Meanwhile, the Royston Crow and the Comet carried a letter about the cost of the election of a Police and Crime Commissioner for Hertfordshire, contrasted with the loss of 550 staff over the next four years as a result of budget costs. David Bell put the cost of the election at £1m, but that figure does not allow for the fact that the election will not be held at the same time as other elections. This probably makes the cost closer to £1.5m. (The election will be on 15 November 2012.)
You can read the letter here.
11 February 2012
Three months to save the NHS
Ed Miliband has called on everyone who loves the NHS
to fight
to defeat this "misguided attempt to impose a free market free-for-all
on our National Health Service.
Writing in the Observer on 5 February 2012, Ed said that the bill was already contributing to the NHS's problems by diverting billions away from patient care at the time when pressure on NHS resources was greater than it had been for a generation.

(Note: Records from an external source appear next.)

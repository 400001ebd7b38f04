/// Reaction ledger: the like/dislike state machine per (user, post) pair
///
/// Each operation runs in a single transaction spanning the interaction row
/// change and the post counter update. The pair row is read FOR UPDATE, and
/// the UNIQUE (user_id, post_id) constraint backstops concurrent first
/// reactions: a violation surfaces as "already reacted", never as a 500.
use crate::db::{interaction_repo, post_repo, user_repo};
use crate::error::{is_unique_violation, AppError, Result};
use crate::models::Reaction;
use sqlx::PgPool;
use uuid::Uuid;

#[derive(Debug, Clone, Copy, PartialEq, Eq)]
pub enum ReactionOp {
    Like,
    Unlike,
    Dislike,
    Undislike,
}

#[derive(Debug, Clone, Copy, PartialEq, Eq)]
pub(crate) enum RowChange {
    Insert(Reaction),
    Update(Reaction),
    Delete,
    Keep,
}

#[derive(Debug, Clone, Copy, PartialEq, Eq)]
pub(crate) enum CounterChange {
    Increment,
    /// Decrement floored at zero for this single step.
    DecrementFloored,
    Keep,
}

#[derive(Debug, Clone, Copy, PartialEq, Eq)]
pub(crate) struct TransitionPlan {
    pub row: RowChange,
    pub likes: CounterChange,
    pub unlikes: CounterChange,
}

/// Decide what a reaction operation does given the pair's current state.
///
/// Repeating the current reaction is rejected. Removing a reaction that is
/// not present still decrements the (floored) counter and leaves any
/// opposite-reaction row untouched; that asymmetry is inherited behavior and
/// is covered by tests rather than "fixed" here.
pub(crate) fn plan_transition(op: ReactionOp, current: Option<Reaction>) -> Result<TransitionPlan> {
    let plan = match (op, current) {
        (ReactionOp::Like, None) => TransitionPlan {
            row: RowChange::Insert(Reaction::Like),
            likes: CounterChange::Increment,
            unlikes: CounterChange::Keep,
        },
        (ReactionOp::Like, Some(Reaction::Like)) => {
            return Err(AppError::Conflict("already liked".to_string()))
        }
        (ReactionOp::Like, Some(Reaction::Dislike)) => TransitionPlan {
            row: RowChange::Update(Reaction::Like),
            likes: CounterChange::Increment,
            unlikes: CounterChange::DecrementFloored,
        },
        (ReactionOp::Unlike, Some(Reaction::Like)) => TransitionPlan {
            row: RowChange::Delete,
            likes: CounterChange::DecrementFloored,
            unlikes: CounterChange::Keep,
        },
        (ReactionOp::Unlike, _) => TransitionPlan {
            row: RowChange::Keep,
            likes: CounterChange::DecrementFloored,
            unlikes: CounterChange::Keep,
        },
        (ReactionOp::Dislike, None) => TransitionPlan {
            row: RowChange::Insert(Reaction::Dislike),
            likes: CounterChange::Keep,
            unlikes: CounterChange::Increment,
        },
        (ReactionOp::Dislike, Some(Reaction::Dislike)) => {
            return Err(AppError::Conflict("already disliked".to_string()))
        }
        (ReactionOp::Dislike, Some(Reaction::Like)) => TransitionPlan {
            row: RowChange::Update(Reaction::Dislike),
            likes: CounterChange::DecrementFloored,
            unlikes: CounterChange::Increment,
        },
        (ReactionOp::Undislike, Some(Reaction::Dislike)) => TransitionPlan {
            row: RowChange::Delete,
            likes: CounterChange::Keep,
            unlikes: CounterChange::DecrementFloored,
        },
        (ReactionOp::Undislike, _) => TransitionPlan {
            row: RowChange::Keep,
            likes: CounterChange::Keep,
            unlikes: CounterChange::DecrementFloored,
        },
    };

    Ok(plan)
}

#[derive(Clone)]
pub struct ReactionService {
    pool: PgPool,
}

impl ReactionService {
    pub fn new(pool: PgPool) -> Self {
        Self { pool }
    }

    pub async fn like(&self, user_id: Uuid, post_id: Uuid) -> Result<()> {
        self.apply(user_id, post_id, ReactionOp::Like).await
    }

    pub async fn unlike(&self, user_id: Uuid, post_id: Uuid) -> Result<()> {
        self.apply(user_id, post_id, ReactionOp::Unlike).await
    }

    pub async fn dislike(&self, user_id: Uuid, post_id: Uuid) -> Result<()> {
        self.apply(user_id, post_id, ReactionOp::Dislike).await
    }

    pub async fn undislike(&self, user_id: Uuid, post_id: Uuid) -> Result<()> {
        self.apply(user_id, post_id, ReactionOp::Undislike).await
    }

    async fn apply(&self, user_id: Uuid, post_id: Uuid, op: ReactionOp) -> Result<()> {
        let mut tx = self.pool.begin().await?;

        if post_repo::find_post_on(&mut *tx, post_id).await?.is_none() {
            return Err(AppError::NotFound("post not found".to_string()));
        }
        if !user_repo::exists(&mut *tx, user_id).await? {
            return Err(AppError::NotFound("user not found".to_string()));
        }

        let current =
            interaction_repo::find_by_pair_for_update(&mut *tx, user_id, post_id).await?;
        let plan = plan_transition(op, current.as_ref().map(|i| i.reaction))?;

        match (plan.row, &current) {
            (RowChange::Insert(reaction), _) => {
                if let Err(e) = interaction_repo::insert(&mut *tx, user_id, post_id, reaction).await
                {
                    if is_unique_violation(&e) {
                        return Err(AppError::Conflict("already reacted".to_string()));
                    }
                    return Err(e.into());
                }
            }
            (RowChange::Update(reaction), Some(row)) => {
                interaction_repo::set_reaction(&mut *tx, row.id, reaction).await?;
            }
            (RowChange::Delete, Some(row)) => {
                interaction_repo::delete(&mut *tx, row.id).await?;
            }
            (RowChange::Keep, _) => {}
            (RowChange::Update(_) | RowChange::Delete, None) => {
                // plan_transition never yields these without a current row
                return Err(AppError::Internal(
                    "interaction row vanished mid-transaction".to_string(),
                ));
            }
        }

        match plan.likes {
            CounterChange::Increment => post_repo::increment_likes(&mut *tx, post_id).await?,
            CounterChange::DecrementFloored => {
                post_repo::decrement_likes(&mut *tx, post_id).await?
            }
            CounterChange::Keep => {}
        }

        match plan.unlikes {
            CounterChange::Increment => post_repo::increment_unlikes(&mut *tx, post_id).await?,
            CounterChange::DecrementFloored => {
                post_repo::decrement_unlikes(&mut *tx, post_id).await?
            }
            CounterChange::Keep => {}
        }

        tx.commit().await?;

        tracing::debug!(%user_id, %post_id, ?op, "reaction applied");

        Ok(())
    }
}

#[cfg(test)]
mod tests {
    use super::*;

    fn plan(op: ReactionOp, current: Option<Reaction>) -> TransitionPlan {
        plan_transition(op, current).expect("transition should be valid")
    }

    #[test]
    fn like_from_none_inserts_and_increments() {
        let p = plan(ReactionOp::Like, None);
        assert_eq!(p.row, RowChange::Insert(Reaction::Like));
        assert_eq!(p.likes, CounterChange::Increment);
        assert_eq!(p.unlikes, CounterChange::Keep);
    }

    #[test]
    fn like_twice_is_rejected() {
        let err = plan_transition(ReactionOp::Like, Some(Reaction::Like))
            .expect_err("repeat like should fail");
        assert!(matches!(err, AppError::Conflict(_)));
    }

    #[test]
    fn like_from_dislike_swaps_both_counters() {
        let p = plan(ReactionOp::Like, Some(Reaction::Dislike));
        assert_eq!(p.row, RowChange::Update(Reaction::Like));
        assert_eq!(p.likes, CounterChange::Increment);
        assert_eq!(p.unlikes, CounterChange::DecrementFloored);
    }

    #[test]
    fn unlike_from_like_deletes_row() {
        let p = plan(ReactionOp::Unlike, Some(Reaction::Like));
        assert_eq!(p.row, RowChange::Delete);
        assert_eq!(p.likes, CounterChange::DecrementFloored);
        assert_eq!(p.unlikes, CounterChange::Keep);
    }

    #[test]
    fn unlike_without_like_still_decrements_but_keeps_rows() {
        // Inherited behavior: the counter moves even though no Like row exists.
        let p = plan(ReactionOp::Unlike, None);
        assert_eq!(p.row, RowChange::Keep);
        assert_eq!(p.likes, CounterChange::DecrementFloored);
        assert_eq!(p.unlikes, CounterChange::Keep);

        let p = plan(ReactionOp::Unlike, Some(Reaction::Dislike));
        assert_eq!(p.row, RowChange::Keep);
        assert_eq!(p.likes, CounterChange::DecrementFloored);
        assert_eq!(p.unlikes, CounterChange::Keep);
    }

    #[test]
    fn dislike_from_none_inserts_and_increments() {
        let p = plan(ReactionOp::Dislike, None);
        assert_eq!(p.row, RowChange::Insert(Reaction::Dislike));
        assert_eq!(p.likes, CounterChange::Keep);
        assert_eq!(p.unlikes, CounterChange::Increment);
    }

    #[test]
    fn dislike_twice_is_rejected() {
        let err = plan_transition(ReactionOp::Dislike, Some(Reaction::Dislike))
            .expect_err("repeat dislike should fail");
        assert!(matches!(err, AppError::Conflict(_)));
    }

    #[test]
    fn dislike_from_like_swaps_both_counters() {
        let p = plan(ReactionOp::Dislike, Some(Reaction::Like));
        assert_eq!(p.row, RowChange::Update(Reaction::Dislike));
        assert_eq!(p.likes, CounterChange::DecrementFloored);
        assert_eq!(p.unlikes, CounterChange::Increment);
    }

    #[test]
    fn undislike_from_dislike_deletes_row() {
        let p = plan(ReactionOp::Undislike, Some(Reaction::Dislike));
        assert_eq!(p.row, RowChange::Delete);
        assert_eq!(p.likes, CounterChange::Keep);
        assert_eq!(p.unlikes, CounterChange::DecrementFloored);
    }

    #[test]
    fn undislike_without_dislike_still_decrements_but_keeps_rows() {
        let p = plan(ReactionOp::Undislike, None);
        assert_eq!(p.row, RowChange::Keep);
        assert_eq!(p.likes, CounterChange::Keep);
        assert_eq!(p.unlikes, CounterChange::DecrementFloored);

        let p = plan(ReactionOp::Undislike, Some(Reaction::Like));
        assert_eq!(p.row, RowChange::Keep);
        assert_eq!(p.likes, CounterChange::Keep);
        assert_eq!(p.unlikes, CounterChange::DecrementFloored);
    }

    #[test]
    fn toggles_never_touch_the_opposite_row() {
        // No valid plan both deletes a row and inserts another: a pair holds
        // at most one row through any transition.
        for op in [
            ReactionOp::Like,
            ReactionOp::Unlike,
            ReactionOp::Dislike,
            ReactionOp::Undislike,
        ] {
            for current in [None, Some(Reaction::Like), Some(Reaction::Dislike)] {
                if let Ok(p) = plan_transition(op, current) {
                    if matches!(p.row, RowChange::Insert(_)) {
                        assert!(current.is_none());
                    }
                }
            }
        }
    }
}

He highlighted three false claims being made by the Tory-led government:
-
The government says that health professionals are opposing the bill because of trade-union "vested interests". Ed says that thousands of doctors, nurses, midwives and others have devoted their lives to the NHS, that they can see how the bill will undermine the guiding principles of our health service, but that David Cameron, who wants to make GPs' voices stronger in the NHS, will not listen to them.
-
The government says that those opposing the bill are "anti-reform". Ed says that the changes will actually hinder the greater integration of health and social care and a greater emphasis on prevention.
-
The government's third argument is that it is too late to turn back. Ed says that, if the bill is passed, there will be even more upheaval and even more money wasted on reorganization, rather than treating patients. And we could have greater clinical involvement in commissioning without legislation.
The bill reaches the report stage in the House of Lords on 8 February 2012. "We have three months to prevent great harm being done to the NHS," Ed concluded. "Now is the time for people of all parties and of none .... to work together to try to stop this bill."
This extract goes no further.